Given data below:

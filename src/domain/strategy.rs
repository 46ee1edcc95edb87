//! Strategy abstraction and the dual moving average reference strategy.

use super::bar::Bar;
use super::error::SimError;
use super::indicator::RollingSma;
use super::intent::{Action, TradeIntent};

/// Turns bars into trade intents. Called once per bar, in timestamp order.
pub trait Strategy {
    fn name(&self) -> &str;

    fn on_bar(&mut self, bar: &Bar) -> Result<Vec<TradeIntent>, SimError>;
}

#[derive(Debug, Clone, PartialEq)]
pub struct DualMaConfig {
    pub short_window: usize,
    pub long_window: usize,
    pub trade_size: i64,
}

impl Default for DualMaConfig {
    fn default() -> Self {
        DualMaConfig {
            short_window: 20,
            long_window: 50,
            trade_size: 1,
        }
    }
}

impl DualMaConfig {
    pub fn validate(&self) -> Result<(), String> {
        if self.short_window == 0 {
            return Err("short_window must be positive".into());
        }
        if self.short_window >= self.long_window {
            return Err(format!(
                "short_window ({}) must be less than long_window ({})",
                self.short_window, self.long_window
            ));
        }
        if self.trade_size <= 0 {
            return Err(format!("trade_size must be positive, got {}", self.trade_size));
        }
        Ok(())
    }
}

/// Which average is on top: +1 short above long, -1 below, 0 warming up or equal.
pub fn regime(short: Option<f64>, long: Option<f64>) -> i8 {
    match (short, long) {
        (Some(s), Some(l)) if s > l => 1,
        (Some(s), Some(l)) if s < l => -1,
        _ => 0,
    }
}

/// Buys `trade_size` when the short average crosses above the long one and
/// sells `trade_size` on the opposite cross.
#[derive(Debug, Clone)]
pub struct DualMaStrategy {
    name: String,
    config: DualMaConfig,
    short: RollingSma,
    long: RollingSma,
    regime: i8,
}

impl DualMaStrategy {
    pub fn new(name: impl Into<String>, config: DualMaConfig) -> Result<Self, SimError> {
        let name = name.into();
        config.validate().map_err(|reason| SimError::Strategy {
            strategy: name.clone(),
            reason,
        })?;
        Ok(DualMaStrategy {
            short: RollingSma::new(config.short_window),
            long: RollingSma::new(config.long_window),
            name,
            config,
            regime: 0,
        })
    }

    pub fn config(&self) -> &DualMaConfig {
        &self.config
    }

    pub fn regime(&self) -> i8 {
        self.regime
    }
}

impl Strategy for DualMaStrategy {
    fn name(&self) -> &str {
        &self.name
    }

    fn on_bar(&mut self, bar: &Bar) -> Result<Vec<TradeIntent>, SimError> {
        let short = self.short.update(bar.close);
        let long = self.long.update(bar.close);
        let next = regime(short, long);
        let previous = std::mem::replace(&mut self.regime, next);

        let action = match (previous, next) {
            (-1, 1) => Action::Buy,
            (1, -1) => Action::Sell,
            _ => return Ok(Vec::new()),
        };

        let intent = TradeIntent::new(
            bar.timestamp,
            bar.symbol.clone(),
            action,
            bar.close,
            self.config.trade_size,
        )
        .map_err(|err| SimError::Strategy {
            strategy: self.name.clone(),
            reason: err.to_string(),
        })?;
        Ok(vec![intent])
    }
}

End of Given data.
Given data below:

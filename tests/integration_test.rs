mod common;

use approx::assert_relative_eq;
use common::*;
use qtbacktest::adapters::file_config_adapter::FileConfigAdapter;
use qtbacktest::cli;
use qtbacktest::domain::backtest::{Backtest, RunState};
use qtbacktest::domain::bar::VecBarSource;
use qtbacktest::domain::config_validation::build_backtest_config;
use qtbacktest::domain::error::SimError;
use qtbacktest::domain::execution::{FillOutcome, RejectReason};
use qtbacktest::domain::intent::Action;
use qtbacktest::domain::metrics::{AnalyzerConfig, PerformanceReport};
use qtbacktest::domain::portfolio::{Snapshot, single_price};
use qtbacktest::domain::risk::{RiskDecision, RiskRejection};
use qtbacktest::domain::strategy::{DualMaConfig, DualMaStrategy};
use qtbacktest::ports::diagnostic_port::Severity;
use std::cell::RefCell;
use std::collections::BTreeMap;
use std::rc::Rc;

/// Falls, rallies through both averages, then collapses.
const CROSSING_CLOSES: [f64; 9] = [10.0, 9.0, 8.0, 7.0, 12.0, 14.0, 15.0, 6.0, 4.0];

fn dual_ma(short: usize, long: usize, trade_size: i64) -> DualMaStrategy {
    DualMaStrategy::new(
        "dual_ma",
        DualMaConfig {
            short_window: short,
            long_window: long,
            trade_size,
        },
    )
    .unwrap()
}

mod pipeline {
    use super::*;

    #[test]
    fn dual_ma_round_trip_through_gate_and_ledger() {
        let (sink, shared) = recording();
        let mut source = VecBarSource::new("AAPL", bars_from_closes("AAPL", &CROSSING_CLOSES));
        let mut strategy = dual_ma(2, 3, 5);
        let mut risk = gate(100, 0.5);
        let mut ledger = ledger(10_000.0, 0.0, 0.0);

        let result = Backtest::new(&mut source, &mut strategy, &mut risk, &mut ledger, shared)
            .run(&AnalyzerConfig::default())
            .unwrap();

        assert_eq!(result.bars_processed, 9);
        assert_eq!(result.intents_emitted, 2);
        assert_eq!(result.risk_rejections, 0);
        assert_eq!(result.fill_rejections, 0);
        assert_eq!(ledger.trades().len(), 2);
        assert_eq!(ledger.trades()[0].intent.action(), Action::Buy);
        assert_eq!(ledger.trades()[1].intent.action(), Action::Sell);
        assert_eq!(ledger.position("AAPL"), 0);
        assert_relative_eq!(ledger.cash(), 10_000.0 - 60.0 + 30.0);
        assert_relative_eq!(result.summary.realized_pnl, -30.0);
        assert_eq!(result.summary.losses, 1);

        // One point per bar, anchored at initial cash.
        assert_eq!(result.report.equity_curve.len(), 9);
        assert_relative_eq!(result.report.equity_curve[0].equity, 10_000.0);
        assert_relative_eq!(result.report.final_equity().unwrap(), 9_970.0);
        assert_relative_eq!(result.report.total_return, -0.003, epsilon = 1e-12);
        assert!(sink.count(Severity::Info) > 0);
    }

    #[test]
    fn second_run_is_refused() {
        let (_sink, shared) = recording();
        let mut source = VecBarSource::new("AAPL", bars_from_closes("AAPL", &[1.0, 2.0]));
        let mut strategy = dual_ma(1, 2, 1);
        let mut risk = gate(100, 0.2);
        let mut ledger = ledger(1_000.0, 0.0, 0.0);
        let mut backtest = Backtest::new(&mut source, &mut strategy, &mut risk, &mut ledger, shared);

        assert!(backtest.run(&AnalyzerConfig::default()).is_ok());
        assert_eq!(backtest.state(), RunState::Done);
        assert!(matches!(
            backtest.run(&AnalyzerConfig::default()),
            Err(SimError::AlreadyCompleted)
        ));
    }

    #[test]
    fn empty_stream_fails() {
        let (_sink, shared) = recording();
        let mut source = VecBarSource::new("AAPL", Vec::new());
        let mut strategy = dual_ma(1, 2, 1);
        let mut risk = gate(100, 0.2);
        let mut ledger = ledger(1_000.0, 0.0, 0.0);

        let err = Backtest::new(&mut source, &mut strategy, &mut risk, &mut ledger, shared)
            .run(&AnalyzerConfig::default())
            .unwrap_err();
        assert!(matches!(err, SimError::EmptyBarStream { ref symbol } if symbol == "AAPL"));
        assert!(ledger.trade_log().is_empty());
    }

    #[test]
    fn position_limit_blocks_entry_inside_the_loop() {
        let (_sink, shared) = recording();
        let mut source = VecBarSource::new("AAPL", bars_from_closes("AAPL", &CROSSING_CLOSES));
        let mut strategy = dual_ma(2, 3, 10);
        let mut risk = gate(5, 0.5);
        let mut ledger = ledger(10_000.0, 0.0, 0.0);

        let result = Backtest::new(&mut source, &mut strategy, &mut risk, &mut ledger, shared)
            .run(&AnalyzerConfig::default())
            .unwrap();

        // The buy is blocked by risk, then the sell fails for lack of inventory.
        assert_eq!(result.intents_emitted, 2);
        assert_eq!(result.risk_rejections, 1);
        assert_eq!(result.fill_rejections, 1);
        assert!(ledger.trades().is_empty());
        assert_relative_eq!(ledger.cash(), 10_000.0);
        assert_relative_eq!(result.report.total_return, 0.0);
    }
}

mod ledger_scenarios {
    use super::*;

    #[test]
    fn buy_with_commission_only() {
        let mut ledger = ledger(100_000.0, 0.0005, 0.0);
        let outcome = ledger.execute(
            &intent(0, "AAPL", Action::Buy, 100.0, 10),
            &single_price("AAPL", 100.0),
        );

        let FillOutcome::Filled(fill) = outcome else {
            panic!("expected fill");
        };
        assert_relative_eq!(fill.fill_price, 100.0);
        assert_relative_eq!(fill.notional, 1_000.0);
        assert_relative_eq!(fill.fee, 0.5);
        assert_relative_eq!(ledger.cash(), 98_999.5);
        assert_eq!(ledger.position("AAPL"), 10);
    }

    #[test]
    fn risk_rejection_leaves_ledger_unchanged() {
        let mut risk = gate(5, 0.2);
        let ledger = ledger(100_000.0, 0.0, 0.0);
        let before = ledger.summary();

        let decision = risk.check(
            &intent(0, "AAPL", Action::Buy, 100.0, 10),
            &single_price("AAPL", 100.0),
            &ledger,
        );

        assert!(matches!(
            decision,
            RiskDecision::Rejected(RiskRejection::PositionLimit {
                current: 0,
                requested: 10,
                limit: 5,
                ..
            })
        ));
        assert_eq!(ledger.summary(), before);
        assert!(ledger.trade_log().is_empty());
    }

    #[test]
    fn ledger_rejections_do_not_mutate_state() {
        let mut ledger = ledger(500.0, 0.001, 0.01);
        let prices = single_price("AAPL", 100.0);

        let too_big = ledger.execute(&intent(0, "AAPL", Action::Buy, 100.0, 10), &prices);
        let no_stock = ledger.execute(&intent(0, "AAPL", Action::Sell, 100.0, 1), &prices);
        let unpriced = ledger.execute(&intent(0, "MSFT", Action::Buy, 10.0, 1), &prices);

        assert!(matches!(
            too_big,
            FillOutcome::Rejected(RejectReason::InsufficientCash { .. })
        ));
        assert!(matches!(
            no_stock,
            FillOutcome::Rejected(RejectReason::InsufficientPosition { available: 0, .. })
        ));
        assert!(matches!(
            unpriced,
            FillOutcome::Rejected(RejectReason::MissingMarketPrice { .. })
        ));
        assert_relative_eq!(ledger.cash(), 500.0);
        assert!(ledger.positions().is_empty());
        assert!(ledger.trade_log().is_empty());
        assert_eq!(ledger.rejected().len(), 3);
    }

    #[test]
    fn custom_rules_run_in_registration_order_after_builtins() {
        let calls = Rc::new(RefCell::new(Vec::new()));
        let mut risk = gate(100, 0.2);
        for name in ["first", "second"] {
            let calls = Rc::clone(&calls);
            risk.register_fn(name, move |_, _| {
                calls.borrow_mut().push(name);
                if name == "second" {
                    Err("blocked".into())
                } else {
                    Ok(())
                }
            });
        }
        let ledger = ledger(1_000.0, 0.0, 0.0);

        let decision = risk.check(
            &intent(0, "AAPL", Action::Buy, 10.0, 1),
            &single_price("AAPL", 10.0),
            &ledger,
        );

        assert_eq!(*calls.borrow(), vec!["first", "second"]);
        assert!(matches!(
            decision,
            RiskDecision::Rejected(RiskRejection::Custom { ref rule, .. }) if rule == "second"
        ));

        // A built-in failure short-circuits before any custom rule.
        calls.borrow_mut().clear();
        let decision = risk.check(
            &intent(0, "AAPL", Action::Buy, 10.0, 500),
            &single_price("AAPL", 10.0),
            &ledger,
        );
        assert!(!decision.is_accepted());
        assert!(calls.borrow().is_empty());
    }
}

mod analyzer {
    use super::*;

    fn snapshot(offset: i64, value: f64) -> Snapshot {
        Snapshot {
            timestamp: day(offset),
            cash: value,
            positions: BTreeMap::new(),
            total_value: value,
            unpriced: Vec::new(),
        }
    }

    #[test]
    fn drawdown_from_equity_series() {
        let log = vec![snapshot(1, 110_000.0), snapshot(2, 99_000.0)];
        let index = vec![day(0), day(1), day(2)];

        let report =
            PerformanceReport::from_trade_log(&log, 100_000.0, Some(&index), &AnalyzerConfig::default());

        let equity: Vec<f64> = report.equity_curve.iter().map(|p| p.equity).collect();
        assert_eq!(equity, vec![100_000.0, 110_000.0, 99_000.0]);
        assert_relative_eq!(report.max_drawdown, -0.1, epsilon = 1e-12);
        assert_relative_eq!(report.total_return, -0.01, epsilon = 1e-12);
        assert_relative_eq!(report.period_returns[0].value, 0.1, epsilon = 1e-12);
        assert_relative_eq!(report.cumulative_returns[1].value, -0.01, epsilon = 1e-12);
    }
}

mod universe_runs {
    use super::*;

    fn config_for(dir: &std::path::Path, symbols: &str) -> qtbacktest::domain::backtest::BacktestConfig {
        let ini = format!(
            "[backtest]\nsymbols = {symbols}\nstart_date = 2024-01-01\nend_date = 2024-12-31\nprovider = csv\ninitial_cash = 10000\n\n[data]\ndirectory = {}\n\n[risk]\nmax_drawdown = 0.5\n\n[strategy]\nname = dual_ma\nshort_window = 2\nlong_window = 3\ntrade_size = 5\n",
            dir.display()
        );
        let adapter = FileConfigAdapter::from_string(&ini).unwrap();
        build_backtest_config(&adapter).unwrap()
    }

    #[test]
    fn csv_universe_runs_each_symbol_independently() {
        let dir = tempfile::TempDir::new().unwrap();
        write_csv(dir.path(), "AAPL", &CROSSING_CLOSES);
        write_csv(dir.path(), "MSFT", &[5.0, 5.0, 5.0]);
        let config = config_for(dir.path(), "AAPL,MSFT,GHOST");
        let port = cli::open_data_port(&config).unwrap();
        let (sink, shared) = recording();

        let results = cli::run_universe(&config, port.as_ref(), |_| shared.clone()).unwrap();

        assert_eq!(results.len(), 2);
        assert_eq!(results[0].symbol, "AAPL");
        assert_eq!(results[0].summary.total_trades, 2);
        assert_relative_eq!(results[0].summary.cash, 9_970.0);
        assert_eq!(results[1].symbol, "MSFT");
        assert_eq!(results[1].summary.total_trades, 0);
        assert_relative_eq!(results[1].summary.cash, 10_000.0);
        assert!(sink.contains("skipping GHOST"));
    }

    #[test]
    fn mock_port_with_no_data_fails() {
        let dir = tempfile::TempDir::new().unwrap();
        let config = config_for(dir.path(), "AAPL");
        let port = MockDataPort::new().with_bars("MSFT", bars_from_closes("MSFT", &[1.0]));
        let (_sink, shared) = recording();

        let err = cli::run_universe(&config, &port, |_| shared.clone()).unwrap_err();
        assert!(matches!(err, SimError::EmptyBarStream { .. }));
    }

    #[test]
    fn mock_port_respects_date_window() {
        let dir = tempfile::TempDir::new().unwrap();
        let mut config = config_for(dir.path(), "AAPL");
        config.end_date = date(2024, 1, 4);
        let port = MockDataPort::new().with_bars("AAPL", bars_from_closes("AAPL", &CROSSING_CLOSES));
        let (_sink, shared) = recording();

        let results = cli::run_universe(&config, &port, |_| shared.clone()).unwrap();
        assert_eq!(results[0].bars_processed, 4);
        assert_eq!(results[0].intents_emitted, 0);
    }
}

End of Given data.

Looking back over the data above, restate word for word the lines that begin at the line with "use common::*;" and end at the line with "use qtbacktest::domain::error::SimError;", inclusive.

Exercise response
use common::*;
use qtbacktest::adapters::file_config_adapter::FileConfigAdapter;
use qtbacktest::cli;
use qtbacktest::domain::backtest::{Backtest, RunState};
use qtbacktest::domain::bar::VecBarSource;
use qtbacktest::domain::config_validation::build_backtest_config;
use qtbacktest::domain::error::SimError;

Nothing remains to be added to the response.